The former Deputy Foreign Minister Mohammad Javad Larijani, who spoke on Iranian television about the imminent nuclear bomb, also belongs to one of those influential and widely connected families that have determined Iran's fate since the birth of this hybrid republic.
Drones send a message
At the very moment when Joe Biden landed in Saudi Arabia on his Middle East trip in July, Iran's Revolutionary Guards were signalling what they were about and where they stood on Russia, Ukraine, Iran and the rest of the world. Not very far from the Saudi airport where Biden's plane landed, the guards presented an aircraft carrier with numerous drones, driving the propaganda point home. Iran is seeking to supply hundreds of drones to Russia, Biden's security advisor Jake Sullivan had said shortly before Biden's and Putin's trips, a statement picked up on by almost all the media in the Western world.
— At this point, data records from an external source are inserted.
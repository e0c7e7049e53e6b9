// SPDX-FileCopyrightText: 2026 Peerwarden Contributors
// SPDX-License-Identifier: MIT OR Apache-2.0

//! Typed query modules. Each function takes a [`crate::Database`] and runs
//! on its background thread.

pub mod accounts;
pub mod blocklist;
pub mod events;
pub mod feedback;
pub mod settings;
Since Iran barely has an effective air force, the Revolutionary Guards have gone all out to develop a comprehensive missile and drone programme. Whether and why Russia needs Iranian drones is currently the subject of much speculation. Afshar Soleimani, who knows Russia very well and was Iran's ambassador to Azerbaijan and deputy foreign minister for several years, told the website Iran Diplomacy that Russia is doing everything it can to drag Iran into the Ukraine war.
Mohammad Reza Pahlawi, the last Shah of Iran, once warned that if Iran's monarchy were to be overthrown, the country would become "Iranstan". The Persian suffix استان, -ostan, means province. The names of all former Asian Soviet republics end in this syllable: Turkmenistan, Tajikistan, Uzbekistan, Kazakhstan.
It seems the Islamic Republic is on its way to becoming part of the Russian-led Euro-Asian empire as well – out of weakness and insecurity.